## Task directions
Return only the lines running from the top of the entries to the line with "DIR] [--width N] [--dark] [--android]", inclusive, exactly as written.

*** Opening Supplied records ***

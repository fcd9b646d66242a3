//! ChatShot CLI
//!
//! Usage:
//!   chatshot generate <input> [-o FILE] [-v JSON] [-f FILE] [--width N] [--dark] [--android]
//!   chatshot batch <template> <data> [-o DIR] [--width N] [--dark] [--android]
//!   chatshot example [-o FILE]

use std::fs;
use std::path::PathBuf;
use std::process;

use clap::{Parser, Subcommand};

use chatshot::batch::{parse_records, BatchOptions, BatchRunner, RecordFormat};
use chatshot::capture::Capture;
use chatshot::input::{self, Description, Syntax};
use chatshot::template::Variables;
use chatshot::{prepare_screenshot, GenerateOptions, DEFAULT_WIDTH};

#[derive(Parser)]
#[command(name = "chatshot")]
#[command(about = "Generate realistic WhatsApp conversation screenshots")]
#[command(version)]
struct Cli {
    #[command(subcommand)]
    command: Command,
}

#[derive(Subcommand)]
enum Command {
    /// Generate a screenshot from a conversation file
    Generate {
        /// Input YAML or JSON file
        input: PathBuf,

        /// Output file (default: the description's filename, then output.png)
        #[arg(short, long)]
        output: Option<String>,

        /// JSON string of variables to substitute
        #[arg(short, long)]
        variables: Option<String>,

        /// JSON/YAML file with variables
        #[arg(short = 'f', long)]
        variables_file: Option<PathBuf>,

        /// Screenshot width in pixels
        #[arg(long)]
        width: Option<u32>,

        /// Use dark mode
        #[arg(long)]
        dark: bool,

        /// Use Android style (default: iOS)
        #[arg(long)]
        android: bool,
    },

    /// Generate multiple screenshots from JSON/CSV data
    Batch {
        /// Conversation template file
        template: PathBuf,

        /// JSON or CSV file with one variable record per screenshot
        data: PathBuf,

        /// Output directory
        #[arg(short, long, default_value = "./output")]
        output_dir: PathBuf,

        /// Screenshot width in pixels
        #[arg(long, default_value_t = DEFAULT_WIDTH)]
        width: u32,

        /// Use dark mode
        #[arg(long)]
        dark: bool,

        /// Use Android style (default: iOS)
        #[arg(long)]
        android: bool,
    },

    /// Write an annotated example conversation file
    Example {
        /// Output file
        #[arg(short, long, default_value = "example.yaml")]
        output: PathBuf,
    },
}

fn main() {
    let cli = Cli::parse();
    if let Err(e) = run(cli.command) {
        eprintln!("Error: {}", e);
        process::exit(1);
    }
}

fn run(command: Command) -> chatshot::Result<()> {
    match command {
        Command::Generate {
            input,
            output,
            variables,
            variables_file,
            width,
            dark,
            android,
        } => run_generate(input, output, variables, variables_file, width, dark, android),
        Command::Batch {
            template,
            data,
            output_dir,
            width,
            dark,
            android,
        } => run_batch(template, data, output_dir, width, dark, android),
        Command::Example { output } => run_example(output),
    }
}

fn run_generate(
    input: PathBuf,
    output: Option<String>,
    inline_variables: Option<String>,
    variables_file: Option<PathBuf>,
    width: Option<u32>,
    dark: bool,
    android: bool,
) -> chatshot::Result<()> {
    let text = input::read_input(&input)?;
    let syntax = Syntax::from_path(&input);

    // Caller variables: the file first, inline JSON on top
    let mut variables = Variables::new();
    if let Some(path) = &variables_file {
        let var_text = input::read_input(path)?;
        let file_vars = input::parse_variables(&var_text, Syntax::from_path(path))?;
        variables = input::merge_variables(&variables, &file_vars);
    }
    if let Some(json) = &inline_variables {
        let inline = input::parse_variables(json, Syntax::Json)?;
        variables = input::merge_variables(&variables, &inline);
    }

    let options = GenerateOptions {
        output,
        width,
        dark,
        android,
        variables,
    };

    let prepared = prepare_screenshot(&text, syntax, &options)?;
    println!("Generating screenshot: {}", prepared.output_path.display());

    let capture = Capture::launch(prepared.document.width())?;
    capture.capture(&prepared.document, &prepared.output_path)?;
    capture.close();

    println!("Done: {}", prepared.output_path.display());
    Ok(())
}

fn run_batch(
    template: PathBuf,
    data: PathBuf,
    output_dir: PathBuf,
    width: u32,
    dark: bool,
    android: bool,
) -> chatshot::Result<()> {
    let template_text = input::read_input(&template)?;
    let description = Description::parse(&template_text, Syntax::from_path(&template))?;

    let data_text = input::read_input(&data)?;
    let records = parse_records(&data_text, RecordFormat::from_path(&data))?;

    let runner = BatchRunner::new(
        description,
        records,
        BatchOptions {
            output_dir,
            width,
            dark,
            force_android: android,
        },
    );

    let capture = Capture::launch(width)?;
    let written = runner.run(&capture)?;
    capture.close();

    println!("Done! Generated {} screenshots.", written.len());
    Ok(())
}

fn run_example(output: PathBuf) -> chatshot::Result<()> {
    fs::write(&output, EXAMPLE_CONVERSATION)?;
    println!("Example saved to: {}", output.display());
    println!("Run: chatshot generate {} -o demo.png", output.display());
    Ok(())
}

const EXAMPLE_CONVERSATION: &str = r#"# ChatShot example conversation
# Run: chatshot generate example.yaml -o demo.png

conversation:
  platform: whatsapp
  contact:
    name: "{{contact_name}}"
    phone: "+34 612 345 678"
  messages:
    - from: contact
      text: "Hola, me interesa el asistente de IA"
      time: "10:30"
    - from: me
      text: "¡Hola {{contact_name}}! 👋"
      time: "10:31"
    - from: me
      text: "Claro, te cuento. Nuestro asistente puede responder consultas de clientes 24/7, gestionar citas y mucho más."
      time: "10:31"
    - from: contact
      text: "Suena genial. ¿Cómo funciona?"
      time: "10:32"
    - from: me
      text: "Se integra directamente con WhatsApp Business. Tus clientes chatean normal y el asistente responde al instante."
      time: "10:33"

variables:
  contact_name: "María García"

output:
  filename: "demo-{{contact_name}}.png"
  width: 390
  darkMode: false
"#;
#[cfg(test)]
mod tests {
    use super::*;
    use crate::model::StyleVariant;
    use pretty_assertions::assert_eq;

    fn message(from: Sender, text: &str) -> Message {
        Message {
            from,
            text: text.to_string(),
            time: None,
        }
    }

    fn conversation(messages: Vec<Message>) -> Conversation {
        Conversation {
            platform: StyleVariant::Ios,
            contact: Contact::default(),
            messages,
        }
    }

    fn render(conversation: &Conversation, variant: StyleVariant, dark: bool) -> String {
        let ctx = RenderContext::new(variant, dark, 390);
        render_document(conversation, &ctx).html().to_string()
    }

    #[test]
    fn test_escape_html_covers_reserved_characters() {
        assert_eq!(
            escape_html(r#"<b>&"quoted"&'x'</b>"#),
            "&lt;b&gt;&amp;&quot;quoted&quot;&amp;&#039;x&#039;&lt;/b&gt;"
        );
    }

    #[test]
    fn test_escape_html_turns_newlines_into_breaks() {
        assert_eq!(escape_html("line one\nline two"), "line one<br>line two");
    }

    #[test]
    fn test_initials_take_first_two_words() {
        assert_eq!(initials("María García"), "MG");
        assert_eq!(initials("María García López"), "MG");
        assert_eq!(initials("ana"), "A");
        assert_eq!(initials(""), "");
        assert_eq!(initials("   "), "");
    }

    #[test]
    fn test_hex_rgba_conversion() {
        assert_eq!(hex_rgba("#0b141a", 0.95), "rgba(11, 20, 26, 0.95)");
        assert_eq!(hex_rgba("#ffffff", 0.5), "rgba(255, 255, 255, 0.5)");
        assert_eq!(hex_rgba("nonsense", 1.0), "rgba(0, 0, 0, 1)");
    }

    #[test]
    fn test_document_is_standalone_html() {
        let convo = conversation(vec![message(Sender::Me, "hola")]);
        let html = render(&convo, StyleVariant::Ios, false);
        assert!(html.starts_with("<!DOCTYPE html>"));
        assert!(html.ends_with("</html>\n"));
        assert!(html.contains("<meta charset=\"UTF-8\">"));
        assert!(html.contains("hola"));
    }

    #[test]
    fn test_message_text_is_escaped() {
        let convo = conversation(vec![message(Sender::Contact, "<script>alert('x')</script>")]);
        let html = render(&convo, StyleVariant::Ios, false);
        assert!(!html.contains("<script>"));
        assert!(html.contains("&lt;script&gt;"));
    }

    #[test]
    fn test_sent_and_received_sides() {
        let convo = conversation(vec![
            message(Sender::Me, "mine"),
            message(Sender::Contact, "theirs"),
        ]);
        let html = render(&convo, StyleVariant::Ios, false);
        assert!(html.contains(r#"class="message-row sent group-start group-end""#));
        assert!(html.contains(r#"class="message-row received group-start group-end""#));
    }

    #[test]
    fn test_only_sent_messages_carry_ticks() {
        let convo = conversation(vec![message(Sender::Contact, "theirs")]);
        let html = render(&convo, StyleVariant::Ios, false);
        assert!(!html.contains("ticks"));

        let convo = conversation(vec![message(Sender::Me, "mine")]);
        let html = render(&convo, StyleVariant::Ios, false);
        assert!(html.contains("ticks"));
    }

    #[test]
    fn test_consecutive_messages_become_continuations() {
        let convo = conversation(vec![
            message(Sender::Me, "first"),
            message(Sender::Me, "second"),
            message(Sender::Contact, "reply"),
        ]);
        let html = render(&convo, StyleVariant::Ios, false);
        assert_eq!(
            html.matches(r#"class="message-row sent group-start""#).count(),
            1
        );
        assert_eq!(
            html.matches(r#"class="message-row sent continuation group-end""#)
                .count(),
            1
        );
        assert_eq!(
            html.matches(r#"class="message-row received group-start group-end""#)
                .count(),
            1
        );
    }

    #[test]
    fn test_android_gets_tails_and_ios_gets_square_corners() {
        let convo = conversation(vec![
            message(Sender::Me, "a"),
            message(Sender::Contact, "b"),
        ]);

        let android = render(&convo, StyleVariant::Android, false);
        assert!(android.contains("tail-out"));
        assert!(android.contains("tail-in"));
        assert!(!android.contains("border-top-right-radius: 0"));

        let ios = render(&convo, StyleVariant::Ios, false);
        assert!(!ios.contains("tail-out"));
        assert!(ios.contains("border-top-right-radius: 0"));
    }

    #[test]
    fn test_android_tail_only_on_the_first_of_a_group() {
        let convo = conversation(vec![
            message(Sender::Me, "first"),
            message(Sender::Me, "second"),
        ]);
        let html = render(&convo, StyleVariant::Android, false);
        assert_eq!(html.matches(r#"class="bubble sent tail-out""#).count(), 1);
        assert_eq!(html.matches(r#"class="bubble sent""#).count(), 1);
    }

    #[test]
    fn test_dark_mode_uses_dark_palette() {
        let convo = conversation(vec![message(Sender::Me, "hola")]);
        let light = render(&convo, StyleVariant::Ios, false);
        let dark = render(&convo, StyleVariant::Ios, true);
        assert!(light.contains("#efeae2"));
        assert!(!light.contains("linear-gradient"));
        assert!(dark.contains("#0b141a"));
        assert!(dark.contains("linear-gradient(rgba(11, 20, 26, 0.95)"));
    }

    #[test]
    fn test_header_shows_initials_without_avatar() {
        let convo = Conversation {
            platform: StyleVariant::Ios,
            contact: Contact {
                name: "María García".to_string(),
                ..Contact::default()
            },
            messages: vec![],
        };
        let html = render(&convo, StyleVariant::Ios, false);
        assert!(html.contains(r#"<div class="avatar">MG</div>"#));
        assert!(html.contains("María García"));
    }

    #[test]
    fn test_header_embeds_avatar_url() {
        let convo = Conversation {
            platform: StyleVariant::Ios,
            contact: Contact {
                avatar: Some("data:image/png;base64,AAAA".to_string()),
                ..Contact::default()
            },
            messages: vec![],
        };
        let html = render(&convo, StyleVariant::Ios, false);
        assert!(html.contains(r#"<img src="data:image/png;base64,AAAA" alt="">"#));
        assert!(!html.contains(">C</div>"));
    }

    #[test]
    fn test_timestamps_render_inside_meta() {
        let convo = conversation(vec![Message {
            from: Sender::Contact,
            text: "hola".to_string(),
            time: Some("10:31".to_string()),
        }]);
        let html = render(&convo, StyleVariant::Ios, false);
        assert!(html.contains(r#"<span class="time">10:31</span>"#));
    }

    #[test]
    fn test_empty_conversation_still_renders_chrome() {
        let convo = conversation(vec![]);
        let html = render(&convo, StyleVariant::Ios, false);
        assert!(html.contains("status-bar"));
        assert!(html.contains("chat-area"));
        assert!(html.contains("input-bar"));
        assert!(!html.contains("message-row"));
    }

    #[test]
    fn test_width_lands_in_stylesheet() {
        let convo = conversation(vec![]);
        let ctx = RenderContext::new(StyleVariant::Ios, false, 420);
        let doc = render_document(&convo, &ctx);
        assert!(doc.html().contains("width: 420px;"));
        assert_eq!(doc.width(), 420);
    }

    #[test]
    fn test_device_scale_follows_variant() {
        let convo = conversation(vec![]);
        let ios = render_document(&convo, &RenderContext::new(StyleVariant::Ios, false, 390));
        let android =
            render_document(&convo, &RenderContext::new(StyleVariant::Android, false, 390));
        assert_eq!(ios.scale(), 2.0);
        assert_eq!(android.scale(), 3.0);
    }
}
//! Variable substitution for conversation templates
//!
//! Placeholders use the `{{name}}` form. A template string is compiled once
//! into literal and placeholder segments and can then be applied to any
//! number of variable sets, which is what the batch runner does.
//! [`expand_value`] runs the same substitution over every string leaf (and
//! mapping key) of a parsed description tree, so a variable value can never
//! change the structure of the tree it lands in.

use serde_json::{Map, Value};

/// A set of named variables; values may be scalars or nested JSON
pub type Variables = Map<String, Value>;

/// Characters replaced when sanitizing output filenames
const RESERVED_FILENAME_CHARS: &[char] = &['<', '>', ':', '"', '/', '\\', '|', '?', '*'];

/// A template string compiled into literal and placeholder segments
#[derive(Debug, Clone, PartialEq, Eq)]
pub struct Template {
    segments: Vec<Segment>,
}

#[derive(Debug, Clone, PartialEq, Eq)]
enum Segment {
    Literal(String),
    Placeholder(String),
}

impl Template {
    /// Parse `{{name}}` placeholders out of `text`.
    ///
    /// A placeholder name may contain ASCII letters, digits, `_` and `-`,
    /// with optional surrounding whitespace inside the braces. Anything
    /// else, including an unterminated `{{`, stays literal text.
    pub fn compile(text: &str) -> Self {
        let mut segments = Vec::new();
        let mut literal = String::new();
        let mut rest = text;

        while let Some(open) = rest.find("{{") {
            let after = &rest[open + 2..];
            match after.find("}}") {
                Some(close) if is_identifier(after[..close].trim()) => {
                    literal.push_str(&rest[..open]);
                    if !literal.is_empty() {
                        segments.push(Segment::Literal(std::mem::take(&mut literal)));
                    }
                    segments.push(Segment::Placeholder(after[..close].trim().to_string()));
                    rest = &after[close + 2..];
                }
                _ => {
                    // Not a placeholder; keep the braces and rescan after them
                    literal.push_str(&rest[..open + 2]);
                    rest = after;
                }
            }
        }

        literal.push_str(rest);
        if !literal.is_empty() {
            segments.push(Segment::Literal(literal));
        }

        Template { segments }
    }

    /// Substitute every placeholder from `vars`.
    ///
    /// An unknown variable renders as the empty string rather than an error,
    /// so partially filled templates still produce output.
    pub fn apply(&self, vars: &Variables) -> String {
        let mut out = String::new();
        for segment in &self.segments {
            match segment {
                Segment::Literal(text) => out.push_str(text),
                Segment::Placeholder(name) => {
                    if let Some(value) = vars.get(name) {
                        out.push_str(&scalar_text(value));
                    }
                }
            }
        }
        out
    }

    /// Whether the compiled text contains at least one placeholder
    pub fn has_placeholders(&self) -> bool {
        self.segments
            .iter()
            .any(|segment| matches!(segment, Segment::Placeholder(_)))
    }
}

fn is_identifier(name: &str) -> bool {
    !name.is_empty()
        && name
            .chars()
            .all(|c| c.is_ascii_alphanumeric() || c == '_' || c == '-')
}

/// Text form a variable takes when spliced into a string
fn scalar_text(value: &Value) -> String {
    match value {
        Value::String(text) => text.clone(),
        Value::Number(number) => number.to_string(),
        Value::Bool(flag) => flag.to_string(),
        Value::Null => String::new(),
        // Arrays and objects keep their compact JSON form
        other => other.to_string(),
    }
}

/// Compile and apply in one step, for strings used only once
pub fn expand_str(text: &str, vars: &Variables) -> String {
    Template::compile(text).apply(vars)
}

/// Substitute placeholders in every string leaf and mapping key of `value`.
///
/// Returns true when at least one placeholder was expanded. Non-string
/// scalars pass through untouched, so substitution cannot change the shape
/// of the tree, only the text inside it.
pub fn expand_value(value: &mut Value, vars: &Variables) -> bool {
    match value {
        Value::String(text) => {
            let template = Template::compile(text);
            if template.has_placeholders() {
                *text = template.apply(vars);
                true
            } else {
                false
            }
        }
        Value::Array(items) => {
            let mut touched = false;
            for item in items.iter_mut() {
                touched |= expand_value(item, vars);
            }
            touched
        }
        Value::Object(map) => {
            let mut touched = false;
            for (_, entry) in map.iter_mut() {
                touched |= expand_value(entry, vars);
            }
            // Keys can carry placeholders too; rebuild the map when any do
            if map.keys().any(|key| Template::compile(key).has_placeholders()) {
                let entries = std::mem::take(map);
                for (key, entry) in entries {
                    map.insert(expand_str(&key, vars), entry);
                }
                touched = true;
            }
            touched
        }
        _ => false,
    }
}

/// Replace filesystem-reserved characters in a filename with underscores.
///
/// Applied to every resolved output filename after substitution; the
/// replacement is idempotent.
pub fn sanitize_filename(name: &str) -> String {
    name.chars()
        .map(|c| {
            if RESERVED_FILENAME_CHARS.contains(&c) {
                '_'
            } else {
                c
            }
        })
        .collect()
}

*** Closing Supplied records ***

## Response area
repository fcd9b646d66242a3
//! ChatShot CLI
//!
//! Usage:
//!   chatshot generate <input> [-o FILE] [-v JSON] [-f FILE] [--width N] [--dark] [--android]
//!   chatshot batch <template> <data> [-o DIR] [--width N] [--dark] [--android]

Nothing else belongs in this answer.